# What needs to be done:
Provide the entries once more, identical in every word.

# Data in this exercise:

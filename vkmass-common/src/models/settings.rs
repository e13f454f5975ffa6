// File: vkmass-common/src/models/settings.rs

use std::collections::BTreeMap;

use serde::{Deserialize, Serialize};

use crate::Error;
use crate::models::ai::{AiProviderConfig, AiProviderId};

/// User-tunable knobs for the cycle and the text-generation calls.
#[derive(Debug, Clone, PartialEq, Eq, Serialize, Deserialize)]
#[serde(default)]
pub struct AutomationSettings {
    pub keywords: Vec<String>,
    /// Tone of voice handed to the comment prompt.
    pub comment_template: String,
    /// Lower bound of the per-firing delay, in seconds.
    pub min_delay: u64,
    /// Upper bound of the per-firing delay, in seconds (inclusive).
    pub max_delay: u64,
    pub profile_theme: String,
    pub active_ai_provider: AiProviderId,
    pub ai_configs: BTreeMap<AiProviderId, AiProviderConfig>,
}

impl Default for AutomationSettings {
    fn default() -> Self {
        let mut ai_configs = BTreeMap::new();
        ai_configs.insert(
            AiProviderId::Gemini,
            AiProviderConfig { model: "gemini-3-flash-preview".to_string(), enabled: true },
        );
        ai_configs.insert(
            AiProviderId::OpenAi,
            AiProviderConfig { model: "gpt-4o-mini".to_string(), enabled: false },
        );
        ai_configs.insert(
            AiProviderId::Grok,
            AiProviderConfig { model: "grok-beta".to_string(), enabled: false },
        );

        Self {
            keywords: vec![
                "business".to_string(),
                "crypto".to_string(),
                "neural networks".to_string(),
                "marketing".to_string(),
            ],
            comment_template: "Smart expert".to_string(),
            min_delay: 3,
            max_delay: 8,
            profile_theme: "Tech entrepreneur / AI enthusiast".to_string(),
            active_ai_provider: AiProviderId::Gemini,
            ai_configs,
        }
    }
}

impl AutomationSettings {
    /// Checks `0 < min_delay <= max_delay` and that the active provider is configured.
    pub fn validate(&self) -> Result<(), Error> {
        if self.min_delay == 0 {
            return Err(Error::InvalidSettings("min_delay must be positive".to_string()));
        }
        if self.min_delay > self.max_delay {
            return Err(Error::InvalidSettings(format!(
                "min_delay ({}) is greater than max_delay ({})",
                self.min_delay, self.max_delay
            )));
        }
        if !self.ai_configs.contains_key(&self.active_ai_provider) {
            return Err(Error::UnknownProvider(self.active_ai_provider.to_string()));
        }
        Ok(())
    }

    /// Makes `id` the active provider and enables its config.
    pub fn select_provider(&mut self, id: AiProviderId) -> Result<(), Error> {
        let config = self
            .ai_configs
            .get_mut(&id)
            .ok_or_else(|| Error::UnknownProvider(id.to_string()))?;
        config.enabled = true;
        self.active_ai_provider = id;
        Ok(())
    }

    pub fn active_config(&self) -> Option<&AiProviderConfig> {
        self.ai_configs.get(&self.active_ai_provider)
    }
}

#[cfg(test)]
mod tests {
    use super::*;

    #[test]
    fn defaults_are_valid() {
        AutomationSettings::default().validate().unwrap();
    }

    #[test]
    fn rejects_inverted_delays() {
        let settings = AutomationSettings { min_delay: 9, max_delay: 8, ..Default::default() };
        assert!(matches!(settings.validate(), Err(Error::InvalidSettings(_))));
    }

    #[test]
    fn rejects_zero_delay() {
        let settings = AutomationSettings { min_delay: 0, max_delay: 0, ..Default::default() };
        assert!(matches!(settings.validate(), Err(Error::InvalidSettings(_))));
    }

    #[test]
    fn rejects_unconfigured_active_provider() {
        let mut settings = AutomationSettings::default();
        settings.ai_configs.remove(&AiProviderId::Gemini);
        assert!(matches!(settings.validate(), Err(Error::UnknownProvider(_))));
    }

    #[test]
    fn selecting_missing_provider_leaves_settings_untouched() {
        let mut settings = AutomationSettings::default();
        settings.ai_configs.remove(&AiProviderId::Grok);
        let before = settings.clone();
        assert!(settings.select_provider(AiProviderId::Grok).is_err());
        assert_eq!(settings, before);
    }

    #[test]
    fn selecting_enables_target_config() {
        let mut settings = AutomationSettings::default();
        settings.select_provider(AiProviderId::OpenAi).unwrap();
        assert_eq!(settings.active_ai_provider, AiProviderId::OpenAi);
        assert!(settings.active_config().unwrap().enabled);
    }
}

# Answer below:
filename vkmass-common/src/models/settings.rs
repository e13f454f5975ffa6
// File: vkmass-common/src/models/settings.rs

use std::collections::BTreeMap;

use serde::{Deserialize, Serialize};

use crate::Error;
use crate::models::ai::{AiProviderConfig, AiProviderId};

/// User-tunable knobs for the cycle and the text-generation calls.
#[derive(Debug, Clone, PartialEq, Eq, Serialize, Deserialize)]
#[serde(default)]
pub struct AutomationSettings {
    pub keywords: Vec<String>,
    /// Tone of voice handed to the comment prompt.
    pub comment_template: String,
    /// Lower bound of the per-firing delay, in seconds.
    pub min_delay: u64,
    /// Upper bound of the per-firing delay, in seconds (inclusive).
    pub max_delay: u64,
    pub profile_theme: String,
    pub active_ai_provider: AiProviderId,
    pub ai_configs: BTreeMap<AiProviderId, AiProviderConfig>,
}

impl Default for AutomationSettings {
    fn default() -> Self {
        let mut ai_configs = BTreeMap::new();
        ai_configs.insert(
            AiProviderId::Gemini,
            AiProviderConfig { model: "gemini-3-flash-preview".to_string(), enabled: true },
        );
        ai_configs.insert(
            AiProviderId::OpenAi,
            AiProviderConfig { model: "gpt-4o-mini".to_string(), enabled: false },
        );
        ai_configs.insert(
            AiProviderId::Grok,
            AiProviderConfig { model: "grok-beta".to_string(), enabled: false },
        );

        Self {
            keywords: vec![
                "business".to_string(),
                "crypto".to_string(),
                "neural networks".to_string(),
                "marketing".to_string(),
            ],
            comment_template: "Smart expert".to_string(),
            min_delay: 3,
            max_delay: 8,
            profile_theme: "Tech entrepreneur / AI enthusiast".to_string(),
            active_ai_provider: AiProviderId::Gemini,
            ai_configs,
        }
    }
}

impl AutomationSettings {
    /// Checks `0 < min_delay <= max_delay` and that the active provider is configured.
    pub fn validate(&self) -> Result<(), Error> {
        if self.min_delay == 0 {
            return Err(Error::InvalidSettings("min_delay must be positive".to_string()));
        }
        if self.min_delay > self.max_delay {
            return Err(Error::InvalidSettings(format!(
                "min_delay ({}) is greater than max_delay ({})",
                self.min_delay, self.max_delay
            )));
        }
        if !self.ai_configs.contains_key(&self.active_ai_provider) {
            return Err(Error::UnknownProvider(self.active_ai_provider.to_string()));
        }
        Ok(())
    }

    /// Makes `id` the active provider and enables its config.
    pub fn select_provider(&mut self, id: AiProviderId) -> Result<(), Error> {
        let config = self
            .ai_configs
            .get_mut(&id)
            .ok_or_else(|| Error::UnknownProvider(id.to_string()))?;
        config.enabled = true;
        self.active_ai_provider = id;
        Ok(())
    }

    pub fn active_config(&self) -> Option<&AiProviderConfig> {
        self.ai_configs.get(&self.active_ai_provider)
    }
}

#[cfg(test)]
mod tests {
    use super::*;

    #[test]
    fn defaults_are_valid() {
        AutomationSettings::default().validate().unwrap();
    }

    #[test]
    fn rejects_inverted_delays() {
        let settings = AutomationSettings { min_delay: 9, max_delay: 8, ..Default::default() };
        assert!(matches!(settings.validate(), Err(Error::InvalidSettings(_))));
    }

    #[test]
    fn rejects_zero_delay() {
        let settings = AutomationSettings { min_delay: 0, max_delay: 0, ..Default::default() };
        assert!(matches!(settings.validate(), Err(Error::InvalidSettings(_))));
    }

    #[test]
    fn rejects_unconfigured_active_provider() {
        let mut settings = AutomationSettings::default();
        settings.ai_configs.remove(&AiProviderId::Gemini);
        assert!(matches!(settings.validate(), Err(Error::UnknownProvider(_))));
    }

    #[test]
    fn selecting_missing_provider_leaves_settings_untouched() {
        let mut settings = AutomationSettings::default();
        settings.ai_configs.remove(&AiProviderId::Grok);
        let before = settings.clone();
        assert!(settings.select_provider(AiProviderId::Grok).is_err());
        assert_eq!(settings, before);
    }

    #[test]
    fn selecting_enables_target_config() {
        let mut settings = AutomationSettings::default();
        settings.select_provider(AiProviderId::OpenAi).unwrap();
        assert_eq!(settings.active_ai_provider, AiProviderId::OpenAi);
        assert!(settings.active_config().unwrap().enabled);
    }
}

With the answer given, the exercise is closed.